* Exercise prompt: The data must be returned in full, with no character altered.

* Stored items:

::::::::

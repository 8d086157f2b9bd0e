//! Application paths management.

use directories::ProjectDirs;
use std::path::PathBuf;

/// Manages all application paths following platform conventions.
#[derive(Debug, Clone)]
pub struct AppPaths {
    pub config_dir: PathBuf,
    pub data_dir: PathBuf,
    pub config_file: PathBuf,
    pub database_file: PathBuf,
    pub scratch_dir: PathBuf,
}

impl AppPaths {
    /// Create paths using platform-specific directories.
    pub fn new() -> Option<Self> {
        let proj_dirs = ProjectDirs::from("com", "lectern", "lectern")?;

        let config_dir = proj_dirs.config_dir().to_path_buf();
        let data_dir = proj_dirs.data_dir().to_path_buf();

        Some(Self {
            config_file: config_dir.join("config.toml"),
            database_file: data_dir.join("lectern.db"),
            scratch_dir: data_dir.join("scratch"),
            config_dir,
            data_dir,
        })
    }

    /// Create all necessary directories.
    pub fn ensure_dirs(&self) -> std::io::Result<()> {
        std::fs::create_dir_all(&self.config_dir)?;
        std::fs::create_dir_all(&self.data_dir)?;
        std::fs::create_dir_all(&self.scratch_dir)?;
        Ok(())
    }

    /// Check if lectern has been initialized.
    pub fn is_initialized(&self) -> bool {
        self.config_file.exists() && self.database_file.exists()
    }
}

#[cfg(test)]
mod tests {
    use super::*;

    #[test]
    fn test_app_paths_creation() {
        let paths = AppPaths::new();
        assert!(paths.is_some());

        let paths = paths.unwrap();
        assert!(paths.config_file.to_string_lossy().contains("config.toml"));
        assert!(paths.database_file.to_string_lossy().contains("lectern.db"));
        assert!(paths.scratch_dir.starts_with(&paths.data_dir));
    }
}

::::::::

* Task result:
repository 8d086157f2b9bd0e
//! Application paths management.

use directories::ProjectDirs;
use std::path::PathBuf;

/// Manages all application paths following platform conventions.
#[derive(Debug, Clone)]
pub struct AppPaths {
    pub config_dir: PathBuf,
    pub data_dir: PathBuf,
    pub config_file: PathBuf,
    pub database_file: PathBuf,
    pub scratch_dir: PathBuf,
}

impl AppPaths {
    /// Create paths using platform-specific directories.
    pub fn new() -> Option<Self> {
        let proj_dirs = ProjectDirs::from("com", "lectern", "lectern")?;

        let config_dir = proj_dirs.config_dir().to_path_buf();
        let data_dir = proj_dirs.data_dir().to_path_buf();

        Some(Self {
            config_file: config_dir.join("config.toml"),
            database_file: data_dir.join("lectern.db"),
            scratch_dir: data_dir.join("scratch"),
            config_dir,
            data_dir,
        })
    }

    /// Create all necessary directories.
    pub fn ensure_dirs(&self) -> std::io::Result<()> {
        std::fs::create_dir_all(&self.config_dir)?;
        std::fs::create_dir_all(&self.data_dir)?;
        std::fs::create_dir_all(&self.scratch_dir)?;
        Ok(())
    }

    /// Check if lectern has been initialized.
    pub fn is_initialized(&self) -> bool {
        self.config_file.exists() && self.database_file.exists()
    }
}

#[cfg(test)]
mod tests {
    use super::*;

    #[test]
    fn test_app_paths_creation() {
        let paths = AppPaths::new();
        assert!(paths.is_some());

        let paths = paths.unwrap();
        assert!(paths.config_file.to_string_lossy().contains("config.toml"));
        assert!(paths.database_file.to_string_lossy().contains("lectern.db"));
        assert!(paths.scratch_dir.starts_with(&paths.data_dir));
    }
}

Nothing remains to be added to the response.